▶ **Problem**:
Lift out all lines below that contain "identical".
(Data excerpts begins)
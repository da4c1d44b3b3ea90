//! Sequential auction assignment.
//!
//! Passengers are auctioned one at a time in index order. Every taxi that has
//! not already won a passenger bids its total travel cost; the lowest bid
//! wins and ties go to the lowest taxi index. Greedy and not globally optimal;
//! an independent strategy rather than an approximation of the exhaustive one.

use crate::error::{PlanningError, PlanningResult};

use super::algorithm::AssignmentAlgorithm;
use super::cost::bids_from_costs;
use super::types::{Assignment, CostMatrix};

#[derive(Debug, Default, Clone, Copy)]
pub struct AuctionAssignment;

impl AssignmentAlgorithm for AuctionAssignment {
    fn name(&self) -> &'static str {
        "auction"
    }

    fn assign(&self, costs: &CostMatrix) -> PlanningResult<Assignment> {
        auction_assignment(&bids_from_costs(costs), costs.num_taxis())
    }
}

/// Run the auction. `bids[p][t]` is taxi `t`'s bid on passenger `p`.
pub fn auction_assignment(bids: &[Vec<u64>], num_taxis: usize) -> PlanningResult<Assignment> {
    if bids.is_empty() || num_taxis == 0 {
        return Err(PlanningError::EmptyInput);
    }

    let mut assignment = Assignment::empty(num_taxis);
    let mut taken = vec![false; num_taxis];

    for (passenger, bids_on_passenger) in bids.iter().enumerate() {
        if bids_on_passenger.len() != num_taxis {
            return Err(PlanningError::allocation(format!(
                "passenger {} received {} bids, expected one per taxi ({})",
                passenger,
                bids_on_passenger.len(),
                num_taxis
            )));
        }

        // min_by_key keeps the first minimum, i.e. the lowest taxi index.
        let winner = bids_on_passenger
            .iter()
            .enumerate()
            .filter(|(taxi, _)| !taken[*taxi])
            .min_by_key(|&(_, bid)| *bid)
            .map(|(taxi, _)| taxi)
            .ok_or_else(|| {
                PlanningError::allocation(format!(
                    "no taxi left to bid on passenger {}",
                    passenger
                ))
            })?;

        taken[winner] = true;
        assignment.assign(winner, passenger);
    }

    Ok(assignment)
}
(Data excerpts ends)
(Data excerpts begins)
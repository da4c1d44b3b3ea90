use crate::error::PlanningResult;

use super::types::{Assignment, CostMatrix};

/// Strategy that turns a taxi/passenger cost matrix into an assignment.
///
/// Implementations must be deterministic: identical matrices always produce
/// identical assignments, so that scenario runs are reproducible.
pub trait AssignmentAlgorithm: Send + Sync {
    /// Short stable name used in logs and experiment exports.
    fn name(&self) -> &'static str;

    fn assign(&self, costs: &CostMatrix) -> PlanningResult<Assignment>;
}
(Data excerpts ends)
▶ **Answer area**:
/// Implementations must be deterministic: identical matrices always produce
/// identical assignments, so that scenario runs are reproducible.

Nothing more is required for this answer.